== Work item ==
Exactly as written, copy the lines of the data below from the first through the one containing "handle for the".

━━━━━━━━

//! Windows raw-mode console I/O via `SetConsoleMode`/`ReadConsoleInputW`.

use std::io;

use winapi::shared::minwindef::DWORD;
use winapi::um::consoleapi::{GetConsoleMode, ReadConsoleInputW, SetConsoleMode};
use winapi::um::handleapi::INVALID_HANDLE_VALUE;
use winapi::um::processenv::GetStdHandle;
use winapi::um::winbase::STD_INPUT_HANDLE;
use winapi::um::wincon::{
    ENABLE_ECHO_INPUT, ENABLE_LINE_INPUT, ENABLE_PROCESSED_INPUT, INPUT_RECORD, KEY_EVENT,
};
use winapi::um::winnt::HANDLE;
use winapi::um::winuser::{VK_BACK, VK_DOWN, VK_RETURN, VK_TAB, VK_UP};

use super::Key;

/// Disables line-input and echo on the console input handle for the
/// lifetime of the guard, restoring the original mode on drop.
pub struct RawMode {
    handle: HANDLE,
    original: DWORD,
}

impl RawMode {
    pub fn enable() -> io::Result<RawMode> {
        unsafe {
            let handle = GetStdHandle(STD_INPUT_HANDLE);
            if handle == INVALID_HANDLE_VALUE || handle.is_null() {
                return Err(io::Error::last_os_error());
            }
            let mut original: DWORD = 0;
            if GetConsoleMode(handle, &mut original) == 0 {
                return Err(io::Error::last_os_error());
            }
            let raw = original & !(ENABLE_LINE_INPUT | ENABLE_ECHO_INPUT | ENABLE_PROCESSED_INPUT);
            if SetConsoleMode(handle, raw) == 0 {
                return Err(io::Error::last_os_error());
            }
            Ok(RawMode { handle, original })
        }
    }
}

impl Drop for RawMode {
    fn drop(&mut self) {
        unsafe {
            SetConsoleMode(self.handle, self.original);
        }
    }
}

/// Reads and decodes one keystroke from the console input buffer.
pub fn read_key() -> io::Result<Key> {
    unsafe {
        let handle = GetStdHandle(STD_INPUT_HANDLE);
        loop {
            let mut record: INPUT_RECORD = std::mem::zeroed();
            let mut read: DWORD = 0;
            if ReadConsoleInputW(handle, &mut record, 1, &mut read) == 0 {
                return Err(io::Error::last_os_error());
            }
            if record.EventType != KEY_EVENT {
                continue;
            }
            let key_event = record.Event.KeyEvent();
            if key_event.bKeyDown == 0 {
                continue;
            }

            let vk = key_event.wVirtualKeyCode as i32;
            if vk == VK_RETURN {
                return Ok(Key::Enter);
            }
            if vk == VK_BACK {
                return Ok(Key::Backspace);
            }
            if vk == VK_TAB {
                return Ok(Key::Tab);
            }
            if vk == VK_UP {
                return Ok(Key::Up);
            }
            if vk == VK_DOWN {
                return Ok(Key::Down);
            }

            let ch = *key_event.uChar.UnicodeChar();
            if ch == 0 {
                continue;
            }
            if ch as u32 == 0x1a {
                // Ctrl-Z, the conventional Windows console EOF marker.
                return Ok(Key::Eof);
            }
            if let Some(c) = char::from_u32(ch as u32) {
                if !c.is_control() {
                    return Ok(Key::Char(c));
                }
            }
        }
    }
}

━━━━━━━━

== Task result ==
//! Windows raw-mode console I/O via `SetConsoleMode`/`ReadConsoleInputW`.

use std::io;

use winapi::shared::minwindef::DWORD;
use winapi::um::consoleapi::{GetConsoleMode, ReadConsoleInputW, SetConsoleMode};
use winapi::um::handleapi::INVALID_HANDLE_VALUE;
use winapi::um::processenv::GetStdHandle;
use winapi::um::winbase::STD_INPUT_HANDLE;
use winapi::um::wincon::{
    ENABLE_ECHO_INPUT, ENABLE_LINE_INPUT, ENABLE_PROCESSED_INPUT, INPUT_RECORD, KEY_EVENT,
};
use winapi::um::winnt::HANDLE;
use winapi::um::winuser::{VK_BACK, VK_DOWN, VK_RETURN, VK_TAB, VK_UP};

use super::Key;

/// Disables line-input and echo on the console input handle for the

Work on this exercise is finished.